Indeed, Hamilton wrote the play on which Alfred Hitchcock’s film Rope was based. The precocious Hamilton was still in his twenties when he scored a huge theatrical hit with Rope, about friends who conspire to commit murder together.
But Hamilton’s other most successful work for the stage would have an even greater impact, if not on the world of iconic Hitchcockian cinema, then on the English language. For Hamilton’s other best-remembered work in the theatre was a 1938 play named Gas Light (though it was renamed Angel Street in the US).
Gas Light is about a married couple whose relationship is based on deception and trickery, featuring a cunning but morally bankrupt husband who decides to make his wife go insane so he can steal from her.
Gas Light enjoyed considerable success on the London stage, and was adapted for film in the UK in 1940. A US version followed in 1944, with the two-word title becoming a single word, Gaslight. The film starred Charles Boyer and Ingrid Bergman as the carried couple. In the film, Paul Alquist (played by Bergman) marries a man named Gregory Anton, only to discover later (spoiler alert!) that her husband is really Sergis Bauer, the man who murdered her aunt Alice years before.
It unfolds that Sergis sought her out because he is looking for her aunt’s jewels, which he had been thwarted from stealing from Alice when he murdered her (he was interrupted by a fourteen-year-old Paula, who, needless to say, didn’t recognise him when she met him again as an adult). All of the strange behaviour that has recently been going on in her marriage to ‘Gregory’ starts to make sense: the footsteps she had earlier heard in the attic were his as he searched the house for the jewels.
What’s more, the flickering gaslights which he told her she had imagined were caused by his turning on the attic lights (and, through doing so, reducing the gas supply to the downstairs lamps). He had ‘gaslighted’ her: convinced her that the perceived change in the gas lighting was all inside her head.
The 1944 film, rather than the 1940 adaptation or Hamilton’s original play, would be responsible for inspiring the term gaslighting. The husband’s psychological manipulation of his wife would inspire the verb to gaslight and the noun gaslighting, to describe a form of psychological abuse in which one presents one’s victim with incorrect information or a false narrative in order to make the victim doubt their own memory of what had happened. In turn, the victim may come to doubt their own sanity.

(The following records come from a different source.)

//! Collision event dispatch
//!
//! Handlers are registered per ordered category pair, not per shape
//! instance. The world consults the dispatcher once per contact, before
//! impulse resolution; a handler can suppress resolution for that step.
//!
//! Handlers mutate only the context `C` (the game's side of the seam), never
//! the stepping world; the game applies any world removals the handler
//! recorded once `step` returns.

use super::shape::{CollisionCategory, Shape};

/// What the physics step should do with a dispatched contact
#[derive(Debug, Clone, Copy, PartialEq, Eq)]
pub enum ContactAction {
    /// Run normal impulse resolution
    Resolve,
    /// Exclude this contact from impulse resolution for this step
    Suppress,
}

type Handler<C> = Box<dyn FnMut(&mut C, &Shape, &Shape) -> ContactAction>;

/// Maps ordered collision-category pairs to contact handlers
pub struct CollisionDispatcher<C> {
    handlers: Vec<(CollisionCategory, CollisionCategory, Handler<C>)>,
}

impl<C> Default for CollisionDispatcher<C> {
    fn default() -> Self {
        Self::new()
    }
}

impl<C> CollisionDispatcher<C> {
    pub fn new() -> Self {
        Self {
            handlers: Vec::new(),
        }
    }

    /// Register a handler for contacts between `first` and `second`. The
    /// handler always receives the shapes oriented so its first shape
    /// argument carries `first`, regardless of detection order.
    pub fn register(
        &mut self,
        first: CollisionCategory,
        second: CollisionCategory,
        handler: impl FnMut(&mut C, &Shape, &Shape) -> ContactAction + 'static,
    ) {
        self.handlers.push((first, second, Box::new(handler)));
    }

    /// Invoke the handler for this shape pair, if one is registered.
    /// Returns `None` when no handler matches (the contact resolves
    /// normally).
    pub fn dispatch(&mut self, ctx: &mut C, a: &Shape, b: &Shape) -> Option<ContactAction> {
        for (first, second, handler) in &mut self.handlers {
            if a.category == *first && b.category == *second {
                return Some(handler(ctx, a, b));
            }
            if b.category == *first && a.category == *second {
                return Some(handler(ctx, b, a));
            }
        }
        None
    }
}

#[cfg(test)]
mod tests {
    use super::*;
    use crate::phys::body::BodyId;
    use crate::phys::shape::ShapeId;

    fn shape(id: u32, category: CollisionCategory) -> Shape {
        Shape::circle(ShapeId(id), BodyId(id), 10.0, category)
    }

    #[test]
    fn test_dispatch_orients_pair_to_registration_order() {
        let mut dispatcher: CollisionDispatcher<Vec<u32>> = CollisionDispatcher::new();
        dispatcher.register(
            CollisionCategory::Ball,
            CollisionCategory::Alien,
            |hits, ball, alien| {
                assert_eq!(ball.category, CollisionCategory::Ball);
                assert_eq!(alien.category, CollisionCategory::Alien);
                hits.push(alien.id.0);
                ContactAction::Resolve
            },
        );

        let ball = shape(0, CollisionCategory::Ball);
        let alien = shape(7, CollisionCategory::Alien);
        let mut hits = Vec::new();

        // Both detection orders reach the same handler with the same
        // orientation
        assert_eq!(
            dispatcher.dispatch(&mut hits, &ball, &alien),
            Some(ContactAction::Resolve)
        );
        assert_eq!(
            dispatcher.dispatch(&mut hits, &alien, &ball),
            Some(ContactAction::Resolve)
        );
        assert_eq!(hits, vec![7, 7]);
    }

    #[test]
    fn test_dispatch_unregistered_pair_is_none() {
        let mut dispatcher: CollisionDispatcher<()> = CollisionDispatcher::new();
        dispatcher.register(
            CollisionCategory::Ball,
            CollisionCategory::Alien,
            |_, _, _| ContactAction::Suppress,
        );

        let ball = shape(0, CollisionCategory::Ball);
        let wall = shape(1, CollisionCategory::Wall);
        assert_eq!(dispatcher.dispatch(&mut (), &ball, &wall), None);
    }

    #[test]
    fn test_dispatch_suppress_is_returned() {
        let mut dispatcher: CollisionDispatcher<()> = CollisionDispatcher::new();
        dispatcher.register(
            CollisionCategory::Ball,
            CollisionCategory::Alien,
            |_, _, _| ContactAction::Suppress,
        );

        let ball = shape(0, CollisionCategory::Ball);
        let alien = shape(1, CollisionCategory::Alien);
        assert_eq!(
            dispatcher.dispatch(&mut (), &ball, &alien),
            Some(ContactAction::Suppress)
        );
    }
}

The term gaslighting took its time to penetrate the lexicon, however, despite an early citation in the Oxford English Dictionary from 1961 (A. S. C. Wallace’s book Culture and Personality, refers to gaslighting as a potentially ‘mythical crime’).
It would only be in the 2010s that it could truly be said to have entered common usage, being applied to any scenario in which somebody tries to make someone else doubt their understanding of reality.
For instance, a politician might publicly deny saying something they clearly did say, in order to sow doubt into the electorate’s minds. Did he not say that, after all? Is my memory playing tricks on me?
At the opposite end of the spectrum from gaslighting is the Mandela effect, whereby people believe something definitely did happen when it never did (this psychological effect is named after a collective false memory that Nelson Mandela died in the 1980s, with those afflicted with this belief could vividly recall – or thought they could recall – watching the news coverage of Mandela’s death at the time). The Mandela effect might be regarded as the flipside to gaslighting.